Growing up in a family of doctors in a village in Rajasthan’s Jhalawar district, Shreyans Mehta knew that it is loyalty that often creates legacy in rural health care. In the absence of trustworthy doctors nearby, most villagers spent between ₹800 and ₹1,000 to go to cities for treatment, while others suffered at the hands of local quacks. So when his father could not go to the hospital to see patients because of a slip disc in 2014, Mehta made sure people could reach him over phone and video. The experience prompted him to travel across villages in Rajasthan, Uttar Pradesh (UP), Madhya Pradesh (MP) and Bihar to find answers to a couple of questions: To what extent could technology improve accessibility of health care in remote rural areas, and how can it be scaled up?
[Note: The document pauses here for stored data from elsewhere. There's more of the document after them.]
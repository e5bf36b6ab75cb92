//! Host-side simulation programs
//!
//! A [`NodeStep`] computes one node of the next iteration from a read-only
//! view of the previous one. Steps never see the destination, so a node can
//! only ever write itself.

use crate::constants::{field, neighbor, tag};
use crate::nodes::{MorphNode, NodeStore};
use crate::program::{Program, UserUnif};
use glam::{Vec3, Vec4};
use std::fmt;

/// Read-only access to the source buffer of one iteration
#[derive(Debug, Clone, Copy)]
pub struct SourceView<'a> {
    store: &'a NodeStore,
    num_nodes: usize,
}

impl<'a> SourceView<'a> {
    pub fn new(store: &'a NodeStore, num_nodes: usize) -> Self {
        Self {
            store,
            num_nodes: num_nodes.min(store.len()),
        }
    }

    pub fn num_nodes(&self) -> usize {
        self.num_nodes
    }

    /// Node `index`, or `None` past the active node count
    pub fn node(&self, index: usize) -> Option<MorphNode> {
        if index >= self.num_nodes {
            return None;
        }
        self.store.node_at(index).ok()
    }

    /// One field of node `index`, like an indexed read of a single view
    pub fn fetch(&self, field_index: usize, index: usize) -> Option<Vec4> {
        if index >= self.num_nodes || field_index >= field::COUNT {
            return None;
        }
        self.store.column(field_index).get(index).copied()
    }

    /// The neighbor of node `index` in `slot`, if it exists
    pub fn neighbor(&self, index: usize, slot: usize) -> Option<MorphNode> {
        self.node(index)?.neighbor(slot).and_then(|n| self.node(n))
    }
}

/// Per-run state visible to every step
#[derive(Debug, Clone, Copy)]
pub struct StepUniforms<'a> {
    pub iter_num: usize,
    pub num_nodes: usize,
    pub user_unifs: &'a [UserUnif],
}

impl StepUniforms<'_> {
    pub fn get(&self, name: &str) -> Option<Vec4> {
        self.user_unifs
            .iter()
            .find(|u| u.name == name)
            .map(|u| u.current_value)
    }

    pub fn get_or(&self, name: &str, default: Vec4) -> Vec4 {
        self.get(name).unwrap_or(default)
    }
}

/// One node's update rule
pub trait NodeStep: Send + Sync {
    fn step(&self, index: usize, source: &SourceView, uniforms: &StepUniforms) -> MorphNode;
}

impl<F> NodeStep for F
where
    F: Fn(usize, &SourceView, &StepUniforms) -> MorphNode + Send + Sync,
{
    fn step(&self, index: usize, source: &SourceView, uniforms: &StepUniforms) -> MorphNode {
        self(index, source, uniforms)
    }
}

/// Copies every node unchanged
#[derive(Debug, Clone, Copy, Default)]
pub struct IdentityStep;

impl NodeStep for IdentityStep {
    fn step(&self, index: usize, source: &SourceView, _uniforms: &StepUniforms) -> MorphNode {
        source.node(index).unwrap_or_default()
    }
}

/// Damped springs along the neighbor links, plus gravity
///
/// Boundary vertices are pinned and face records pass through untouched.
/// `data.w` counts the iterations a vertex has been through.
#[derive(Debug, Clone, Copy, Default)]
pub struct SpringStep;

impl SpringStep {
    pub const SPRING_LEN: f32 = 0.5;
    pub const GRAVITY: Vec3 = Vec3::new(0.0, -1.0, 0.0);
    pub const DAMPING: f32 = 0.5;
    pub const DELTA_T: f32 = 0.017;

    pub fn user_unifs() -> Vec<UserUnif> {
        vec![
            UserUnif::new("spring_len", 1, 0.0, 5.0, 0.01, Vec4::X * Self::SPRING_LEN),
            UserUnif::new("gravity", 3, -10.0, 10.0, 0.1, Self::GRAVITY.extend(0.0)),
            UserUnif::new("damping", 1, 0.0, 1.0, 0.01, Vec4::X * Self::DAMPING),
            UserUnif::new("delta_t", 1, 0.0, 0.1, 0.001, Vec4::X * Self::DELTA_T),
        ]
    }
}

impl NodeStep for SpringStep {
    fn step(&self, index: usize, source: &SourceView, uniforms: &StepUniforms) -> MorphNode {
        let Some(node) = source.node(index) else {
            return MorphNode::default();
        };
        if node.pos.w == tag::FACE {
            return node;
        }

        let mut out = node;
        out.data.w = (uniforms.iter_num + 1) as f32;
        if node.is_boundary() {
            out.vel = Vec4::ZERO;
            return out;
        }

        let spring_len = uniforms.get_or("spring_len", Vec4::X * Self::SPRING_LEN).x;
        let gravity = uniforms.get_or("gravity", Self::GRAVITY.extend(0.0)).truncate();
        let damping = uniforms.get_or("damping", Vec4::X * Self::DAMPING).x;
        let dt = uniforms.get_or("delta_t", Vec4::X * Self::DELTA_T).x;

        let p0 = node.position();
        let v0 = node.vel.truncate();
        let mut force = gravity;
        for slot in [neighbor::RIGHT, neighbor::UPPER, neighbor::LEFT, neighbor::LOWER] {
            if let Some(n) = source.neighbor(index, slot) {
                let d = n.position() - p0;
                let len = d.length();
                if len > 1e-6 {
                    force += (len - spring_len) * (d / len);
                }
            }
        }
        let accel = force - damping * v0;

        let p1 = p0 + v0 * dt + 0.5 * accel * dt * dt;
        let v1 = v0 + accel * dt;
        out.pos = p1.extend(node.pos.w);
        out.vel = v1.extend(node.vel.w);
        out
    }
}

/// A host program: user uniforms plus a step rule
pub struct HostProgram {
    pub name: String,
    pub user_unifs: Vec<UserUnif>,
    pub step: Box<dyn NodeStep>,
}

impl HostProgram {
    pub fn new(name: impl Into<String>, user_unifs: Vec<UserUnif>, step: impl NodeStep + 'static) -> Self {
        Self {
            name: name.into(),
            user_unifs,
            step: Box::new(step),
        }
    }

    /// Builds a program from a closure
    pub fn from_fn<F>(name: impl Into<String>, user_unifs: Vec<UserUnif>, step: F) -> Self
    where
        F: Fn(usize, &SourceView, &StepUniforms) -> MorphNode + Send + Sync + 'static,
    {
        Self::new(name, user_unifs, step)
    }

    pub fn identity() -> Self {
        Self::new("identity", Vec::new(), IdentityStep)
    }

    pub fn spring() -> Self {
        Self::new("growth", SpringStep::user_unifs(), SpringStep)
    }

    /// The built-in programs, in registration order
    pub fn builtins() -> Vec<Self> {
        vec![Self::spring(), Self::identity()]
    }
}

impl fmt::Debug for HostProgram {
    fn fmt(&self, f: &mut fmt::Formatter<'_>) -> fmt::Result {
        f.debug_struct("HostProgram")
            .field("name", &self.name)
            .field("user_unifs", &self.user_unifs)
            .finish_non_exhaustive()
    }
}

impl Program for HostProgram {
    fn name(&self) -> &str {
        &self.name
    }

    fn user_unifs(&self) -> &[UserUnif] {
        &self.user_unifs
    }

    fn user_unifs_mut(&mut self) -> &mut [UserUnif] {
        &mut self.user_unifs
    }
}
Mehta says visits to these villages and meetings with local public health officials made him realise that neither the people nor the government had any health care records or data. “I wanted to find a solution to help villagers find local doctors from similar cultural backgrounds who can understand them, and whom the patients can trust. I even wanted to help people digitise their records, so that it becomes easier to identify and predict health trends,” he says.
The 30-year-old Mehta also understood that any health care solution in rural areas cannot just solve one problem. “If I help people consult a doctor, but don’t improve their access to medicines and followups, they will end up going to the cities again,” he says. So, along with friends and fellow engineers Nikhil Baheti and Saida Dhanvath, Mehta launched MedCords in 2017 in Kota, Rajasthan.